* Collected data entries
##############################
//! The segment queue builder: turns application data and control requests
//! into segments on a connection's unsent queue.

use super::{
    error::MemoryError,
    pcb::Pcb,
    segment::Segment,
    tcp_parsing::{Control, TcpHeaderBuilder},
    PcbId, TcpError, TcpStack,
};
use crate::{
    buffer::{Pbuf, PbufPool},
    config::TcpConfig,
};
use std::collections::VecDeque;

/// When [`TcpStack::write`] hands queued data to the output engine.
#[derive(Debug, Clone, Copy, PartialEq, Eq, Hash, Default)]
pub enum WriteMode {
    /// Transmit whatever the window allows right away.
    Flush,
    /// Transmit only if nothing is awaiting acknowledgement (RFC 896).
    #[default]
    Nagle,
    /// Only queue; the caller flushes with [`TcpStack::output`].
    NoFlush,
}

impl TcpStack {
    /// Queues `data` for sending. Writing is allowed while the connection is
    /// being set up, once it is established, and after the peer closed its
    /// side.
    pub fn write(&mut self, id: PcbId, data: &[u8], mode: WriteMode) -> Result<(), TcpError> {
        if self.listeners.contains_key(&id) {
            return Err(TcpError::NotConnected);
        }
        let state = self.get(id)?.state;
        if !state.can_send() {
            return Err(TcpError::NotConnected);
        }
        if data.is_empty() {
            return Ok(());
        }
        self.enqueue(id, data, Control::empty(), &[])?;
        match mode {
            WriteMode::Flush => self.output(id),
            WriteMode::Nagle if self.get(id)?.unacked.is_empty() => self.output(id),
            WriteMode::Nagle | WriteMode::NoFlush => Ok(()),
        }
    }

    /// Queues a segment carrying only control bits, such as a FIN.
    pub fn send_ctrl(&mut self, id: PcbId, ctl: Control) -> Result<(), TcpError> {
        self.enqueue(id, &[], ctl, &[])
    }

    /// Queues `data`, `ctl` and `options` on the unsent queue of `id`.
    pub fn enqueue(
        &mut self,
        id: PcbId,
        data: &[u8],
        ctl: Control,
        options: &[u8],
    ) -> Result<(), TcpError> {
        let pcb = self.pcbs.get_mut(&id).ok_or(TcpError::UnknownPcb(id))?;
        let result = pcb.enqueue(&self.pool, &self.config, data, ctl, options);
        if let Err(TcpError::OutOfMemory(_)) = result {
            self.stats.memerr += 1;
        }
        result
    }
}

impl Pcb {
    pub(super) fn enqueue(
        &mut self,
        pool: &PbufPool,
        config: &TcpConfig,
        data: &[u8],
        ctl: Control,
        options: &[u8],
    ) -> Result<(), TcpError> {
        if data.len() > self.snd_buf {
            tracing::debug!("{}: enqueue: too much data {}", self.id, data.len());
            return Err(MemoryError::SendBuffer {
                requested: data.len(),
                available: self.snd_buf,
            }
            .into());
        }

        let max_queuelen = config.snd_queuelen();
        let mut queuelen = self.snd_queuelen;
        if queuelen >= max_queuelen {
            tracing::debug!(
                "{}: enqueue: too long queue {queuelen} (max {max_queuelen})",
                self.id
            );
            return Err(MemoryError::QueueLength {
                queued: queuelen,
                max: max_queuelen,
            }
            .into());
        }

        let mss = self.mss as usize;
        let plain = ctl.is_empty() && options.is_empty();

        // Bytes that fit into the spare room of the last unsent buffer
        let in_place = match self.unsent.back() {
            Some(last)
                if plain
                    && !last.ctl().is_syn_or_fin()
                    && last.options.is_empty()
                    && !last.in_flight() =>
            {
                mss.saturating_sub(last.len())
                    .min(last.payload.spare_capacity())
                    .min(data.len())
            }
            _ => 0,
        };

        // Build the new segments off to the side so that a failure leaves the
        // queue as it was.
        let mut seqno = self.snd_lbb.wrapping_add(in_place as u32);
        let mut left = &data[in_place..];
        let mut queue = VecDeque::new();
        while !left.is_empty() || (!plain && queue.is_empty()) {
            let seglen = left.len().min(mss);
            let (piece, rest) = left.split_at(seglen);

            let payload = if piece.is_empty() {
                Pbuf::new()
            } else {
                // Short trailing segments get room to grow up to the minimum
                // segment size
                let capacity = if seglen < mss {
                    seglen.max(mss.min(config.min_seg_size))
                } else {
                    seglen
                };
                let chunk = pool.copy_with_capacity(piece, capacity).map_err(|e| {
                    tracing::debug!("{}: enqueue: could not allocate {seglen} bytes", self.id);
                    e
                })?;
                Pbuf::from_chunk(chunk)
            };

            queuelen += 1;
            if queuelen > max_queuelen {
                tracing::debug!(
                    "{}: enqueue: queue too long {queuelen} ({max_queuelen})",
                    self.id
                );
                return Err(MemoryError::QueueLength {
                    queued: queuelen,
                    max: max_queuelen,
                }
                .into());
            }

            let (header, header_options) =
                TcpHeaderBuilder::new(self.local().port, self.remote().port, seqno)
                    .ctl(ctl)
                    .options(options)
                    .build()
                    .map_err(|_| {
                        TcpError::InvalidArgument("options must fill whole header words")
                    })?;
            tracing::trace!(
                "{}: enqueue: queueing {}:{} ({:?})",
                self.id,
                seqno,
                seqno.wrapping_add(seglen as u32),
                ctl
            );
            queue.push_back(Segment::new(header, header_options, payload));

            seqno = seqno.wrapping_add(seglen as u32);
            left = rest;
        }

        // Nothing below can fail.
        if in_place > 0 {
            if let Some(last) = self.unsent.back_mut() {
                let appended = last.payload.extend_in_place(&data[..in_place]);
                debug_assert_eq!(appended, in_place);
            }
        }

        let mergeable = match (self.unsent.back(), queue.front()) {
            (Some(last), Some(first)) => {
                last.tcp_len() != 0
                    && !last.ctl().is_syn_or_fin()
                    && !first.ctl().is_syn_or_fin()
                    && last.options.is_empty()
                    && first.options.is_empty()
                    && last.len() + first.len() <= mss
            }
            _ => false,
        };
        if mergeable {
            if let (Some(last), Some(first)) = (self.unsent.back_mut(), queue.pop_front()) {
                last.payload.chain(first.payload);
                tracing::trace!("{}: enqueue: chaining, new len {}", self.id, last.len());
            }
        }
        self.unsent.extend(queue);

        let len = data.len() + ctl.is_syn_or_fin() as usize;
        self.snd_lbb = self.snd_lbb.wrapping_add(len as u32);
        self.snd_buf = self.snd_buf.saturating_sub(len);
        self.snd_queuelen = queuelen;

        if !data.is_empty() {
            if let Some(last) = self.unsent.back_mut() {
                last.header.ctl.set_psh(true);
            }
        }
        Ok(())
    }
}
##############################
* PROBLEM TO SOLVE
Retyping every entry exactly is the whole of the task.

* WRITTEN ANSWER
//! The segment queue builder: turns application data and control requests
//! into segments on a connection's unsent queue.

use super::{
    error::MemoryError,
    pcb::Pcb,
    segment::Segment,
    tcp_parsing::{Control, TcpHeaderBuilder},
    PcbId, TcpError, TcpStack,
};
use crate::{
    buffer::{Pbuf, PbufPool},
    config::TcpConfig,
};
use std::collections::VecDeque;

/// When [`TcpStack::write`] hands queued data to the output engine.
#[derive(Debug, Clone, Copy, PartialEq, Eq, Hash, Default)]
pub enum WriteMode {
    /// Transmit whatever the window allows right away.
    Flush,
    /// Transmit only if nothing is awaiting acknowledgement (RFC 896).
    #[default]
    Nagle,
    /// Only queue; the caller flushes with [`TcpStack::output`].
    NoFlush,
}

impl TcpStack {
    /// Queues `data` for sending. Writing is allowed while the connection is
    /// being set up, once it is established, and after the peer closed its
    /// side.
    pub fn write(&mut self, id: PcbId, data: &[u8], mode: WriteMode) -> Result<(), TcpError> {
        if self.listeners.contains_key(&id) {
            return Err(TcpError::NotConnected);
        }
        let state = self.get(id)?.state;
        if !state.can_send() {
            return Err(TcpError::NotConnected);
        }
        if data.is_empty() {
            return Ok(());
        }
        self.enqueue(id, data, Control::empty(), &[])?;
        match mode {
            WriteMode::Flush => self.output(id),
            WriteMode::Nagle if self.get(id)?.unacked.is_empty() => self.output(id),
            WriteMode::Nagle | WriteMode::NoFlush => Ok(()),
        }
    }

    /// Queues a segment carrying only control bits, such as a FIN.
    pub fn send_ctrl(&mut self, id: PcbId, ctl: Control) -> Result<(), TcpError> {
        self.enqueue(id, &[], ctl, &[])
    }

    /// Queues `data`, `ctl` and `options` on the unsent queue of `id`.
    pub fn enqueue(
        &mut self,
        id: PcbId,
        data: &[u8],
        ctl: Control,
        options: &[u8],
    ) -> Result<(), TcpError> {
        let pcb = self.pcbs.get_mut(&id).ok_or(TcpError::UnknownPcb(id))?;
        let result = pcb.enqueue(&self.pool, &self.config, data, ctl, options);
        if let Err(TcpError::OutOfMemory(_)) = result {
            self.stats.memerr += 1;
        }
        result
    }
}

impl Pcb {
    pub(super) fn enqueue(
        &mut self,
        pool: &PbufPool,
        config: &TcpConfig,
        data: &[u8],
        ctl: Control,
        options: &[u8],
    ) -> Result<(), TcpError> {
        if data.len() > self.snd_buf {
            tracing::debug!("{}: enqueue: too much data {}", self.id, data.len());
            return Err(MemoryError::SendBuffer {
                requested: data.len(),
                available: self.snd_buf,
            }
            .into());
        }

        let max_queuelen = config.snd_queuelen();
        let mut queuelen = self.snd_queuelen;
        if queuelen >= max_queuelen {
            tracing::debug!(
                "{}: enqueue: too long queue {queuelen} (max {max_queuelen})",
                self.id
            );
            return Err(MemoryError::QueueLength {
                queued: queuelen,
                max: max_queuelen,
            }
            .into());
        }

        let mss = self.mss as usize;
        let plain = ctl.is_empty() && options.is_empty();

        // Bytes that fit into the spare room of the last unsent buffer
        let in_place = match self.unsent.back() {
            Some(last)
                if plain
                    && !last.ctl().is_syn_or_fin()
                    && last.options.is_empty()
                    && !last.in_flight() =>
            {
                mss.saturating_sub(last.len())
                    .min(last.payload.spare_capacity())
                    .min(data.len())
            }
            _ => 0,
        };

        // Build the new segments off to the side so that a failure leaves the
        // queue as it was.
        let mut seqno = self.snd_lbb.wrapping_add(in_place as u32);
        let mut left = &data[in_place..];
        let mut queue = VecDeque::new();
        while !left.is_empty() || (!plain && queue.is_empty()) {
            let seglen = left.len().min(mss);
            let (piece, rest) = left.split_at(seglen);

            let payload = if piece.is_empty() {
                Pbuf::new()
            } else {
                // Short trailing segments get room to grow up to the minimum
                // segment size
                let capacity = if seglen < mss {
                    seglen.max(mss.min(config.min_seg_size))
                } else {
                    seglen
                };
                let chunk = pool.copy_with_capacity(piece, capacity).map_err(|e| {
                    tracing::debug!("{}: enqueue: could not allocate {seglen} bytes", self.id);
                    e
                })?;
                Pbuf::from_chunk(chunk)
            };

            queuelen += 1;
            if queuelen > max_queuelen {
                tracing::debug!(
                    "{}: enqueue: queue too long {queuelen} ({max_queuelen})",
                    self.id
                );
                return Err(MemoryError::QueueLength {
                    queued: queuelen,
                    max: max_queuelen,
                }
                .into());
            }

            let (header, header_options) =
                TcpHeaderBuilder::new(self.local().port, self.remote().port, seqno)
                    .ctl(ctl)
                    .options(options)
                    .build()
                    .map_err(|_| {
                        TcpError::InvalidArgument("options must fill whole header words")
                    })?;
            tracing::trace!(
                "{}: enqueue: queueing {}:{} ({:?})",
                self.id,
                seqno,
                seqno.wrapping_add(seglen as u32),
                ctl
            );
            queue.push_back(Segment::new(header, header_options, payload));

            seqno = seqno.wrapping_add(seglen as u32);
            left = rest;
        }

        // Nothing below can fail.
        if in_place > 0 {
            if let Some(last) = self.unsent.back_mut() {
                let appended = last.payload.extend_in_place(&data[..in_place]);
                debug_assert_eq!(appended, in_place);
            }
        }

        let mergeable = match (self.unsent.back(), queue.front()) {
            (Some(last), Some(first)) => {
                last.tcp_len() != 0
                    && !last.ctl().is_syn_or_fin()
                    && !first.ctl().is_syn_or_fin()
                    && last.options.is_empty()
                    && first.options.is_empty()
                    && last.len() + first.len() <= mss
            }
            _ => false,
        };
        if mergeable {
            if let (Some(last), Some(first)) = (self.unsent.back_mut(), queue.pop_front()) {
                last.payload.chain(first.payload);
                tracing::trace!("{}: enqueue: chaining, new len {}", self.id, last.len());
            }
        }
        self.unsent.extend(queue);

        let len = data.len() + ctl.is_syn_or_fin() as usize;
        self.snd_lbb = self.snd_lbb.wrapping_add(len as u32);
        self.snd_buf = self.snd_buf.saturating_sub(len);
        self.snd_queuelen = queuelen;

        if !data.is_empty() {
            if let Some(last) = self.unsent.back_mut() {
                last.header.ctl.set_psh(true);
            }
        }
        Ok(())
    }
}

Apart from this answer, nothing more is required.